**WHAT YOU HAVE TO DO**
Retype word for word the lines of the data below, from the first to the one bearing "col + dc)))", with that one included.
── STORED DATA ──
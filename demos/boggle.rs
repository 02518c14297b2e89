//! Example: solving a Boggle board with `Trie::step`.
//!
//! The solver walks every path of adjacent cells, carrying the trie node it has
//! reached so far. A branch is abandoned as soon as the trie says no stored
//! word starts with the letters on the path.
//!
//! Run with: cargo run --example boggle [WORD_LIST]

use std::collections::BTreeSet;

use wordtrie::{build_trie_from_file, NodeRef, Trie, WordListOptions};

const BOARD: [&str; 4] = ["gizm", "uteo", "qsea", "rdnt"];

/// A square letter grid.
struct Board {
    size: usize,
    cells: Vec<char>,
}

impl Board {
    fn new(rows: &[&str]) -> Self {
        Board {
            size: rows.len(),
            cells: rows.iter().flat_map(|row| row.chars()).collect(),
        }
    }

    fn neighbours(&self, cell: usize) -> impl Iterator<Item = usize> + '_ {
        let (row, col) = ((cell / self.size) as isize, (cell % self.size) as isize);
        let size = self.size as isize;
        (-1..=1)
            .flat_map(move |dr| (-1..=1).map(move |dc| (row + dr, col + dc)))
            .filter(move |&(r, c)| (r, c) != (row, col) && (0..size).contains(&r) && (0..size).contains(&c))
            .map(move |(r, c)| (r * size + c) as usize)
    }

    /// Returns every word of at least `min_len` letters that can be traced on the board.
    fn solve(&self, trie: &Trie, min_len: usize) -> BTreeSet<String> {
        let mut found = BTreeSet::new();
        let mut visited = vec![false; self.cells.len()];
        for cell in 0..self.cells.len() {
            self.search(trie, None, cell, &mut visited, min_len, &mut found);
        }
        found
    }

    fn search(
        &self,
        trie: &Trie,
        node: Option<NodeRef<'_>>,
        cell: usize,
        visited: &mut [bool],
        min_len: usize,
        found: &mut BTreeSet<String>,
    ) {
        let step = trie.step(node, self.cells[cell]);
        let Some(next) = step.node else {
            return;
        };
        if step.completes_word && next.depth() >= min_len {
            found.insert(next.reconstruct_word());
        }
        visited[cell] = true;
        for neighbour in self.neighbours(cell) {
            if !visited[neighbour] {
                self.search(trie, Some(next), neighbour, visited, min_len, found);
            }
        }
        visited[cell] = false;
    }
}

fn main() {
    let trie = match std::env::args().nth(1) {
        Some(path) => {
            let options = WordListOptions { skip_invalid: true };
            match build_trie_from_file(&path, &options) {
                Ok(trie) => trie,
                Err(e) => {
                    eprintln!("cannot load {path}: {e}");
                    std::process::exit(1);
                }
            }
        }
        None => Trie::create([
            "geek", "quiz", "quest", "seat", "sent", "tea", "teas", "ten", "tend", "test", "zest",
            "zoo", "note", "neat", "eat", "sea", "tide",
        ])
        .expect("built-in word list is lowercase"),
    };
    println!("Dictionary: {trie:?}");

    let board = Board::new(&BOARD);
    println!("\nBoard:");
    for row in BOARD {
        println!("  {}", row.chars().map(|c| c.to_string()).collect::<Vec<_>>().join(" "));
    }

    let words = board.solve(&trie, 3);
    println!("\nFound {} words:", words.len());
    for word in &words {
        println!("  {word}");
    }
}
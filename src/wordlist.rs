//! Loading word lists into a [`TrieBuilder`].
//!
//! A word list is plain text with one word per line. Trailing whitespace
//! (including a `\r` from CRLF files) is trimmed, and blank lines and lines
//! starting with `#` are skipped. Words are taken as they are: the trie only
//! stores `'a'..='z'`, so a list must already be lowercase.

use std::fs::File;
use std::io::{self, BufRead, BufReader};
use std::path::Path;

use thiserror::Error;

use crate::trie::{Trie, TrieBuilder, TrieError};

/// How [`load_words`] treats lines it cannot insert.
#[derive(Clone, Copy, Debug, Default, PartialEq, Eq)]
pub struct WordListOptions {
    /// Skip (and count) words with symbols outside the alphabet instead of failing.
    pub skip_invalid: bool,
}

/// Counts gathered while loading a word list.
#[derive(Clone, Copy, Debug, Default, PartialEq, Eq)]
pub struct LoadSummary {
    /// Words that were new to the builder.
    pub inserted: usize,
    /// Words the builder already held.
    pub duplicates: usize,
    /// Words rejected and skipped under [`WordListOptions::skip_invalid`].
    pub skipped: usize,
}

/// Errors that can occur while loading a word list.
#[derive(Debug, Error)]
pub enum LoadError {
    /// Reading the list failed.
    #[error("failed to read word list")]
    Io(#[from] io::Error),

    /// A line held a word the trie cannot store.
    #[error("line {line}: invalid word")]
    Word {
        /// 1-based line number.
        line: usize,
        /// Why the word was rejected.
        #[source]
        source: TrieError,
    },
}

/// Reads words from `reader` into `builder`, one per line.
///
/// # Errors
///
/// Returns [`LoadError::Io`] if reading fails and [`LoadError::Word`] for the
/// first unusable word, unless `options.skip_invalid` is set.
pub fn load_words<R: BufRead>(
    mut reader: R,
    builder: &mut TrieBuilder,
    options: &WordListOptions,
) -> Result<LoadSummary, LoadError> {
    let mut summary = LoadSummary::default();

    // read_line into one buffer instead of lines() so each line reuses the
    // same allocation.
    let mut buf = String::with_capacity(80);
    let mut line = 0;
    loop {
        buf.clear();
        if reader.read_line(&mut buf)? == 0 {
            break;
        }
        line += 1;
        let word = buf.trim_end();
        if word.is_empty() || is_comment(word) {
            continue;
        }
        match builder.insert(word) {
            Ok(true) => summary.inserted += 1,
            Ok(false) => summary.duplicates += 1,
            Err(TrieError::InvalidSymbol { .. }) if options.skip_invalid => summary.skipped += 1,
            Err(source) => return Err(LoadError::Word { line, source }),
        }
    }
    Ok(summary)
}

/// Builds and seals a trie from the word list at `path`.
///
/// # Examples
///
/// ```no_run
/// use wordtrie::{build_trie_from_file, WordListOptions};
///
/// let options = WordListOptions { skip_invalid: true };
/// let trie = build_trie_from_file("words.txt", &options).unwrap();
/// assert!(trie.contains_word("boggle"));
/// ```
pub fn build_trie_from_file(
    path: impl AsRef<Path>,
    options: &WordListOptions,
) -> Result<Trie, LoadError> {
    let file = File::open(path)?;
    let mut builder = TrieBuilder::new();
    load_words(BufReader::new(file), &mut builder, options)?;
    Ok(builder.seal())
}

/// Returns true if this line is a comment.
pub(crate) fn is_comment(line: &str) -> bool {
    line.trim_start().starts_with('#')
}
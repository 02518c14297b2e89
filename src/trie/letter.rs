use std::fmt;

/// Number of symbols in the trie's alphabet (`'a'..='z'`).
pub const ALPHABET_SIZE: usize = 26;

/// A single symbol of the trie's alphabet: one lowercase ASCII letter.
///
/// Every character that enters the trie is converted to a `Letter` first, so
/// the child-table index can never fall outside `0..ALPHABET_SIZE`. The root's
/// "no symbol" sentinel is `Option::<Letter>::None`.
#[derive(Clone, Copy, Debug, PartialEq, Eq, PartialOrd, Ord, Hash)]
pub struct Letter(u8);

impl Letter {
    /// Returns the letter for `c`, or `None` if `c` is not in `'a'..='z'`.
    #[inline]
    pub fn new(c: char) -> Option<Letter> {
        c.is_ascii_lowercase().then(|| Letter(c as u8 - b'a'))
    }

    /// Returns the letter at `index` in the alphabet, or `None` if out of range.
    #[inline]
    pub fn from_index(index: usize) -> Option<Letter> {
        (index < ALPHABET_SIZE).then(|| Letter(index as u8))
    }

    /// Slot index of this letter in a child table.
    #[inline]
    pub fn index(self) -> usize {
        self.0 as usize
    }

    /// The character this letter stands for.
    #[inline]
    pub fn as_char(self) -> char {
        (b'a' + self.0) as char
    }
}

impl TryFrom<char> for Letter {
    type Error = char;

    fn try_from(c: char) -> Result<Self, Self::Error> {
        Letter::new(c).ok_or(c)
    }
}

impl From<Letter> for char {
    fn from(letter: Letter) -> char {
        letter.as_char()
    }
}

impl fmt::Display for Letter {
    fn fmt(&self, f: &mut fmt::Formatter<'_>) -> fmt::Result {
        write!(f, "{}", self.as_char())
    }
}
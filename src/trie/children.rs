use super::letter::{Letter, ALPHABET_SIZE};
use super::node_arena::NodeId;

/// Slot value meaning "no child". The root (id 0) is never anyone's child, so
/// zero is free to act as the empty marker.
const EMPTY: u32 = 0;

/// Dense child table: one slot per letter of the alphabet.
///
/// This trades memory for speed. Most slots of most nodes stay empty, but a
/// child lookup is a single array index instead of a map probe or a scan.
/// Only [`Node::get_child`], [`Node::set_child`] and [`ChildSlots`] look inside,
/// so a sparse representation could replace it without touching the trie.
#[derive(Clone, Debug, PartialEq, Eq)]
pub(crate) struct ChildTable([u32; ALPHABET_SIZE]);

impl ChildTable {
    fn new() -> Self {
        ChildTable([EMPTY; ALPHABET_SIZE])
    }
}

/// A single trie vertex.
///
/// Nodes live in a [`NodeArena`](super::node_arena::NodeArena) and refer to
/// their parent and children by [`NodeId`]. The parent link only serves
/// [`reconstruct_word`](super::sealed::NodeRef::reconstruct_word).
#[derive(Clone, Debug, PartialEq, Eq)]
pub(crate) struct Node {
    symbol: Option<Letter>,
    parent: Option<NodeId>,
    /// Allocated on the first `set_child`; leaves never pay for a table.
    children: Option<Box<ChildTable>>,
    completes_word: bool,
}

impl Node {
    /// Creates the sentinel root: no symbol, no parent, never a word.
    pub(crate) fn root() -> Self {
        Node {
            symbol: None,
            parent: None,
            children: None,
            completes_word: false,
        }
    }

    /// Creates a leaf for `symbol` hanging below `parent`.
    pub(crate) fn new(symbol: Letter, parent: NodeId) -> Self {
        Node {
            symbol: Some(symbol),
            parent: Some(parent),
            children: None,
            completes_word: false,
        }
    }

    #[inline]
    pub(crate) fn symbol(&self) -> Option<Letter> {
        self.symbol
    }

    #[inline]
    pub(crate) fn parent(&self) -> Option<NodeId> {
        self.parent
    }

    /// True if the path from the root to this node spells an inserted word.
    #[inline]
    pub(crate) fn completes_word(&self) -> bool {
        self.completes_word
    }

    /// Flags this node as the end of a word. Returns `false` if it already was.
    pub(crate) fn mark_word(&mut self) -> bool {
        debug_assert!(self.symbol.is_some(), "the root never completes a word");
        !std::mem::replace(&mut self.completes_word, true)
    }

    /// Stores `child` in the slot for `letter`, allocating the table if needed.
    ///
    /// The trie calls this at most once per letter per node.
    pub(crate) fn set_child(&mut self, letter: Letter, child: NodeId) {
        debug_assert!(!child.is_root(), "the root cannot be a child");
        let table = self.children.get_or_insert_with(|| Box::new(ChildTable::new()));
        debug_assert_eq!(table.0[letter.index()], EMPTY, "slot for {letter} already taken");
        table.0[letter.index()] = child.get();
    }

    /// Returns the child for `letter`, if any.
    #[inline]
    pub(crate) fn get_child(&self, letter: Letter) -> Option<NodeId> {
        let slot = self.children.as_ref()?.0[letter.index()];
        (slot != EMPTY).then(|| NodeId::new(slot))
    }

    /// True once at least one child has been set.
    #[inline]
    pub(crate) fn has_children(&self) -> bool {
        self.children.is_some()
    }

    /// Occupied slots in ascending letter order.
    pub(crate) fn children(&self) -> ChildSlots<'_> {
        ChildSlots {
            table: self.children.as_deref(),
            index: 0,
        }
    }
}

/// Iterator over the occupied slots of a node's child table.
#[derive(Clone)]
pub(crate) struct ChildSlots<'a> {
    table: Option<&'a ChildTable>,
    index: usize,
}

impl Iterator for ChildSlots<'_> {
    type Item = (Letter, NodeId);

    fn next(&mut self) -> Option<Self::Item> {
        let table = self.table?;
        while self.index < ALPHABET_SIZE {
            let index = self.index;
            self.index += 1;
            let slot = table.0[index];
            if slot != EMPTY {
                let letter = Letter::from_index(index)?;
                return Some((letter, NodeId::new(slot)));
            }
        }
        None
    }

    fn size_hint(&self) -> (usize, Option<usize>) {
        match self.table {
            Some(_) => (0, Some(ALPHABET_SIZE - self.index)),
            None => (0, Some(0)),
        }
    }
}
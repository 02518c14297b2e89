use smallvec::SmallVec;
use thiserror::Error;

use super::children::Node;
use super::letter::Letter;
use super::node_arena::{NodeArena, NodeId};
use super::sealed::Trie;

/// Errors that can occur while inserting words into a [`TrieBuilder`].
#[derive(Debug, Clone, PartialEq, Eq, Error)]
pub enum TrieError {
    /// The empty string can never be stored; the root does not complete a word.
    #[error("cannot insert an empty word")]
    EmptyWord,

    /// The word contains a character outside `'a'..='z'`.
    ///
    /// Nothing is inserted when this is returned.
    #[error("invalid symbol {symbol:?} at position {position} in {word:?}")]
    InvalidSymbol {
        /// The rejected word.
        word: String,
        /// The first offending character.
        symbol: char,
        /// Character position of `symbol` within `word`.
        position: usize,
    },

    /// The trie already holds the maximum number of nodes a `NodeId` can address.
    #[error("trie node capacity exhausted")]
    Capacity,
}

/// Write half of the trie lifecycle.
///
/// A `TrieBuilder` only accepts insertions. Calling [`seal`](TrieBuilder::seal)
/// consumes it and hands back a read-only [`Trie`], so writing after reads
/// have begun is rejected by the compiler rather than at runtime:
///
/// ```compile_fail
/// use wordtrie::Trie;
///
/// let mut trie = Trie::create(["cat"]).unwrap();
/// assert!(trie.contains_word("cat"));
/// trie.insert("dog"); // no such method: a sealed trie is query-only
/// ```
#[derive(Clone, Debug)]
pub struct TrieBuilder {
    arena: NodeArena,
    words: usize,
}

impl TrieBuilder {
    /// Creates an empty builder.
    pub fn new() -> Self {
        TrieBuilder {
            arena: NodeArena::new(),
            words: 0,
        }
    }

    /// Inserts `word`, creating nodes for any part of its path that is missing.
    ///
    /// Returns `Ok(true)` if the word was new and `Ok(false)` if it was already
    /// present. Inserting a word twice leaves the trie unchanged.
    ///
    /// # Errors
    ///
    /// Returns [`TrieError::EmptyWord`] for `""` and [`TrieError::InvalidSymbol`]
    /// if any character is outside `'a'..='z'`. The word is validated in full
    /// before any node is created, so a rejected word leaves no partial path.
    pub fn insert(&mut self, word: &str) -> Result<bool, TrieError> {
        let letters = letters(word)?;
        let mut current = NodeArena::ROOT;
        for &letter in &letters {
            current = self.child_or_insert(current, letter)?;
        }
        let added = self.arena[current].mark_word();
        if added {
            self.words += 1;
        }
        Ok(added)
    }

    /// Inserts every word in order, stopping at the first error.
    ///
    /// Returns the number of words that were new.
    pub fn extend<I>(&mut self, words: I) -> Result<usize, TrieError>
    where
        I: IntoIterator,
        I::Item: AsRef<str>,
    {
        let mut added = 0;
        for word in words {
            added += usize::from(self.insert(word.as_ref())?);
        }
        Ok(added)
    }

    /// Returns the number of distinct words inserted so far.
    pub fn len(&self) -> usize {
        self.words
    }

    /// True if no word has been inserted.
    pub fn is_empty(&self) -> bool {
        self.words == 0
    }

    /// Returns the number of nodes, root included.
    pub fn node_count(&self) -> usize {
        self.arena.len()
    }

    /// Ends the build phase and returns the read-only trie.
    pub fn seal(mut self) -> Trie {
        self.arena.shrink_to_fit();
        Trie::from_parts(self.arena, self.words)
    }

    fn child_or_insert(&mut self, parent: NodeId, letter: Letter) -> Result<NodeId, TrieError> {
        if let Some(child) = self.arena[parent].get_child(letter) {
            return Ok(child);
        }
        let child = self.arena.alloc(Node::new(letter, parent))?;
        self.arena[parent].set_child(letter, child);
        Ok(child)
    }
}

impl Default for TrieBuilder {
    fn default() -> Self {
        Self::new()
    }
}

/// Converts `word` into letters, rejecting empty words and foreign characters.
fn letters(word: &str) -> Result<SmallVec<[Letter; 32]>, TrieError> {
    if word.is_empty() {
        return Err(TrieError::EmptyWord);
    }
    word.chars()
        .enumerate()
        .map(|(position, symbol)| {
            Letter::new(symbol).ok_or_else(|| TrieError::InvalidSymbol {
                word: word.to_owned(),
                symbol,
                position,
            })
        })
        .collect()
}

#[cfg(test)]
mod test {
    use super::*;

    #[test]
    fn insert_reports_new_words() {
        let mut builder = TrieBuilder::new();
        assert_eq!(builder.insert("cat"), Ok(true));
        assert_eq!(builder.insert("cat"), Ok(false));
        assert_eq!(builder.insert("cats"), Ok(true));
        assert_eq!(builder.len(), 2);
    }

    #[test]
    fn shared_prefixes_share_nodes() {
        let mut builder = TrieBuilder::new();
        builder.insert("cat").unwrap();
        assert_eq!(builder.node_count(), "cat".len() + 1);
        builder.insert("car").unwrap();
        assert_eq!(builder.node_count(), 5);
        builder.insert("cart").unwrap();
        assert_eq!(builder.node_count(), 6);
        builder.insert("ca").unwrap();
        assert_eq!(builder.node_count(), 6);
    }

    #[test]
    fn duplicate_insert_allocates_nothing() {
        let mut builder = TrieBuilder::new();
        builder.insert("dog").unwrap();
        let nodes = builder.node_count();
        builder.insert("dog").unwrap();
        assert_eq!(builder.node_count(), nodes);
        assert_eq!(builder.len(), 1);
    }

    #[test]
    fn empty_word_is_rejected() {
        let mut builder = TrieBuilder::new();
        assert_eq!(builder.insert(""), Err(TrieError::EmptyWord));
        assert!(builder.is_empty());
        assert_eq!(builder.node_count(), 1);
    }

    #[test]
    fn invalid_symbol_is_rejected_before_any_node_is_created() {
        let mut builder = TrieBuilder::new();
        let err = builder.insert("caT").unwrap_err();
        assert_eq!(
            err,
            TrieError::InvalidSymbol {
                word: "caT".to_owned(),
                symbol: 'T',
                position: 2,
            }
        );
        assert_eq!(builder.node_count(), 1);
        assert!(builder.is_empty());
    }

    #[test]
    fn invalid_symbol_position_counts_chars() {
        let mut builder = TrieBuilder::new();
        let err = builder.insert("naïve").unwrap_err();
        assert!(matches!(err, TrieError::InvalidSymbol { symbol: 'ï', position: 2, .. }));
    }

    #[test]
    fn error_messages() {
        assert_eq!(TrieError::EmptyWord.to_string(), "cannot insert an empty word");
        let err = TrieError::InvalidSymbol {
            word: "a b".to_owned(),
            symbol: ' ',
            position: 1,
        };
        assert_eq!(err.to_string(), "invalid symbol ' ' at position 1 in \"a b\"");
    }

    #[test]
    fn extend_counts_new_words_and_stops_on_error() {
        let mut builder = TrieBuilder::new();
        assert_eq!(builder.extend(["cat", "car", "cat"]), Ok(2));
        let res = builder.extend(["dog", "Dog", "dot"]);
        assert!(matches!(res, Err(TrieError::InvalidSymbol { symbol: 'D', .. })));
        assert_eq!(builder.len(), 3);
    }

    #[test]
    fn extend_accepts_owned_strings() {
        let words: Vec<String> = vec!["alfa".into(), "bravo".into()];
        let mut builder = TrieBuilder::default();
        assert_eq!(builder.extend(&words), Ok(2));
        assert_eq!(builder.extend(words), Ok(0));
    }

    #[test]
    fn seal_keeps_counts() {
        let mut builder = TrieBuilder::new();
        builder.extend(["cat", "car", "cart", "dog"]).unwrap();
        let nodes = builder.node_count();
        let trie = builder.seal();
        assert_eq!(trie.len(), 4);
        assert_eq!(trie.node_count(), nodes);
    }
}
//! Channel identity: where a management channel points.

use serde::{Deserialize, Serialize};
use std::fmt;

/// Identity of one management channel.
///
/// Immutable after construction, except that `ip_address` is refined once
/// address resolution succeeds during connection.
#[derive(Debug, Clone, PartialEq, Eq, Serialize, Deserialize)]
pub struct ChannelInfo {
    /// Management protocol identifier, e.g. `"lattice"`.
    pub protocol: String,
    /// Target host name.
    pub host: String,
    /// Resolved address, filled in once resolution succeeds.
    #[serde(default)]
    pub ip_address: Option<String>,
    /// Management port.
    pub port: u16,
    /// Whether the endpoint URL uses a TLS scheme.
    #[serde(default)]
    pub secure: bool,
    /// In-process channel: dials nothing, binds to a local registry.
    #[serde(default)]
    pub local: bool,
}

impl ChannelInfo {
    /// Identity of a remote channel.
    pub fn remote(protocol: impl Into<String>, host: impl Into<String>, port: u16) -> Self {
        Self {
            protocol: protocol.into(),
            host: host.into(),
            ip_address: None,
            port,
            secure: false,
            local: false,
        }
    }

    /// Identity of an in-process channel.
    pub fn local(protocol: impl Into<String>) -> Self {
        Self {
            protocol: protocol.into(),
            host: "localhost".to_string(),
            ip_address: None,
            port: 0,
            secure: false,
            local: true,
        }
    }

    /// Builder-style TLS marker.
    pub fn with_secure(mut self, secure: bool) -> Self {
        self.secure = secure;
        self
    }

    /// The URL this channel dials.
    pub fn endpoint_url(&self) -> String {
        let scheme = if self.secure { "https" } else { "http" };
        format!("{}://{}:{}", scheme, self.host, self.port)
    }
}

impl fmt::Display for ChannelInfo {
    fn fmt(&self, f: &mut fmt::Formatter<'_>) -> fmt::Result {
        if self.local {
            write!(f, "{}:local", self.protocol)
        } else {
            write!(f, "{}://{}:{}", self.protocol, self.host, self.port)
        }
    }
}
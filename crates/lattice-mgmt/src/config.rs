//! Management configuration: recognized keys, defaults and key-value
//! sources (TOML files, process environment).

use crate::error::BeanError;
use serde::{Deserialize, Serialize};
use std::collections::BTreeMap;
use std::path::Path;
use std::time::Duration;

/// Default management port.
pub const DEFAULT_PORT: u16 = 11_198;

/// Default protocol identifier exchanged in the handshake.
pub const DEFAULT_PROTOCOL: &str = "lattice";

/// Default backoff between handshake attempts, in milliseconds.
pub const DEFAULT_ATTEMPT_BACKOFF_MS: u64 = 100;

/// Default per-RPC deadline, in milliseconds.
pub const DEFAULT_REQUEST_TIMEOUT_MS: u64 = 30_000;

/// Management-plane configuration shared by channels and servers.
///
/// # Example
/// ```
/// use lattice_mgmt::MgmtConfig;
///
/// let config = MgmtConfig::default();
/// assert_eq!(config.protocol, "lattice");
/// assert!(config.connect_timeout().is_none());
/// ```
#[derive(Debug, Clone, PartialEq, Serialize, Deserialize)]
pub struct MgmtConfig {
    /// Absolute connection timeout in milliseconds. Zero or negative means
    /// the attempt loop runs unbounded.
    #[serde(default)]
    pub connect_timeout_ms: i64,

    /// Per-RPC deadline in milliseconds.
    #[serde(default = "default_request_timeout_ms")]
    pub request_timeout_ms: u64,

    /// Management protocol identifier.
    #[serde(default = "default_protocol")]
    pub protocol: String,

    /// Management port base.
    #[serde(default = "default_port")]
    pub port: u16,

    /// Whether the channel identity uses TLS.
    #[serde(default)]
    pub tls: bool,

    /// Whether `reset()` schedules a fresh connection attempt.
    #[serde(default = "default_true")]
    pub reconnect_on_error: bool,

    /// Fixed backoff between handshake attempts, in milliseconds.
    #[serde(default = "default_attempt_backoff_ms")]
    pub attempt_backoff_ms: u64,
}

fn default_request_timeout_ms() -> u64 {
    DEFAULT_REQUEST_TIMEOUT_MS
}

fn default_protocol() -> String {
    DEFAULT_PROTOCOL.to_string()
}

fn default_port() -> u16 {
    DEFAULT_PORT
}

fn default_true() -> bool {
    true
}

fn default_attempt_backoff_ms() -> u64 {
    DEFAULT_ATTEMPT_BACKOFF_MS
}

impl Default for MgmtConfig {
    fn default() -> Self {
        Self {
            connect_timeout_ms: 0,
            request_timeout_ms: DEFAULT_REQUEST_TIMEOUT_MS,
            protocol: DEFAULT_PROTOCOL.to_string(),
            port: DEFAULT_PORT,
            tls: false,
            reconnect_on_error: true,
            attempt_backoff_ms: DEFAULT_ATTEMPT_BACKOFF_MS,
        }
    }
}

impl MgmtConfig {
    /// Build a config from a key-value source, applying defaults for every
    /// missing key and failing on unparseable values.
    pub fn from_source(source: &dyn ConfigSource) -> Result<Self, BeanError> {
        let mut config = MgmtConfig::default();

        if let Some(raw) = source.get("connect_timeout_ms") {
            config.connect_timeout_ms = parse_key("connect_timeout_ms", &raw)?;
        }
        if let Some(raw) = source.get("request_timeout_ms") {
            config.request_timeout_ms = parse_key("request_timeout_ms", &raw)?;
        }
        if let Some(raw) = source.get("protocol") {
            config.protocol = raw;
        }
        if let Some(raw) = source.get("port") {
            config.port = parse_key("port", &raw)?;
        }
        if let Some(raw) = source.get("tls") {
            config.tls = parse_key("tls", &raw)?;
        }
        if let Some(raw) = source.get("reconnect_on_error") {
            config.reconnect_on_error = parse_key("reconnect_on_error", &raw)?;
        }
        if let Some(raw) = source.get("attempt_backoff_ms") {
            config.attempt_backoff_ms = parse_key("attempt_backoff_ms", &raw)?;
        }

        Ok(config)
    }

    /// The absolute connection timeout, `None` when unbounded.
    pub fn connect_timeout(&self) -> Option<Duration> {
        if self.connect_timeout_ms <= 0 {
            None
        } else {
            Some(Duration::from_millis(self.connect_timeout_ms as u64))
        }
    }

    /// The per-RPC deadline.
    pub fn request_timeout(&self) -> Duration {
        Duration::from_millis(self.request_timeout_ms)
    }

    /// Backoff between handshake attempts.
    pub fn attempt_backoff(&self) -> Duration {
        Duration::from_millis(self.attempt_backoff_ms)
    }
}

fn parse_key<T: std::str::FromStr>(key: &str, raw: &str) -> Result<T, BeanError> {
    raw.trim()
        .parse()
        .map_err(|_| BeanError::Config(format!("invalid value for '{key}': '{raw}'")))
}

/// A flat key-value configuration source.
pub trait ConfigSource {
    fn get(&self, key: &str) -> Option<String>;
}

/// Source backed by a flat TOML table.
///
/// Values may be strings, integers or booleans; nested tables are rejected
/// at load time.
pub struct TomlSource {
    values: BTreeMap<String, String>,
}

impl TomlSource {
    /// Load from a TOML file on disk.
    pub fn from_path(path: &Path) -> Result<Self, BeanError> {
        let text = std::fs::read_to_string(path)
            .map_err(|e| BeanError::Config(format!("cannot read {}: {e}", path.display())))?;
        Self::from_str(&text)
    }

    /// Parse from TOML text.
    #[allow(clippy::should_implement_trait)]
    pub fn from_str(text: &str) -> Result<Self, BeanError> {
        let table: toml::Table = text
            .parse()
            .map_err(|e| BeanError::Config(format!("invalid TOML: {e}")))?;

        let mut values = BTreeMap::new();
        for (key, value) in table {
            let flat = match value {
                toml::Value::String(s) => s,
                toml::Value::Integer(i) => i.to_string(),
                toml::Value::Float(f) => f.to_string(),
                toml::Value::Boolean(b) => b.to_string(),
                other => {
                    return Err(BeanError::Config(format!(
                        "key '{key}' has unsupported type {}",
                        other.type_str()
                    )))
                }
            };
            values.insert(key, flat);
        }
        Ok(Self { values })
    }
}

impl ConfigSource for TomlSource {
    fn get(&self, key: &str) -> Option<String> {
        self.values.get(key).cloned()
    }
}

/// Source backed by the process environment.
///
/// Keys map to environment variables by upper-casing behind a prefix:
/// `connect_timeout_ms` with prefix `LATTICE` reads `LATTICE_CONNECT_TIMEOUT_MS`.
pub struct EnvSource {
    prefix: String,
}

impl EnvSource {
    pub fn new(prefix: impl Into<String>) -> Self {
        Self {
            prefix: prefix.into(),
        }
    }
}

impl Default for EnvSource {
    fn default() -> Self {
        Self::new("LATTICE")
    }
}

impl ConfigSource for EnvSource {
    fn get(&self, key: &str) -> Option<String> {
        let var = format!("{}_{}", self.prefix, key.to_uppercase());
        std::env::var(var).ok()
    }
}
───
**TASK ANSWER**
filename demos/boggle.rs
repository 02518c14297b2e89
//! Example: solving a Boggle board with `Trie::step`.
//!
//! The solver walks every path of adjacent cells, carrying the trie node it has
//! reached so far. A branch is abandoned as soon as the trie says no stored
//! word starts with the letters on the path.
//!
//! Run with: cargo run --example boggle [WORD_LIST]

use std::collections::BTreeSet;

use wordtrie::{build_trie_from_file, NodeRef, Trie, WordListOptions};

const BOARD: [&str; 4] = ["gizm", "uteo", "qsea", "rdnt"];

/// A square letter grid.
struct Board {
    size: usize,
    cells: Vec<char>,
}

impl Board {
    fn new(rows: &[&str]) -> Self {
        Board {
            size: rows.len(),
            cells: rows.iter().flat_map(|row| row.chars()).collect(),
        }
    }

    fn neighbours(&self, cell: usize) -> impl Iterator<Item = usize> + '_ {
        let (row, col) = ((cell / self.size) as isize, (cell % self.size) as isize);
        let size = self.size as isize;
        (-1..=1)
            .flat_map(move |dr| (-1..=1).map(move |dc| (row + dr, col + dc)))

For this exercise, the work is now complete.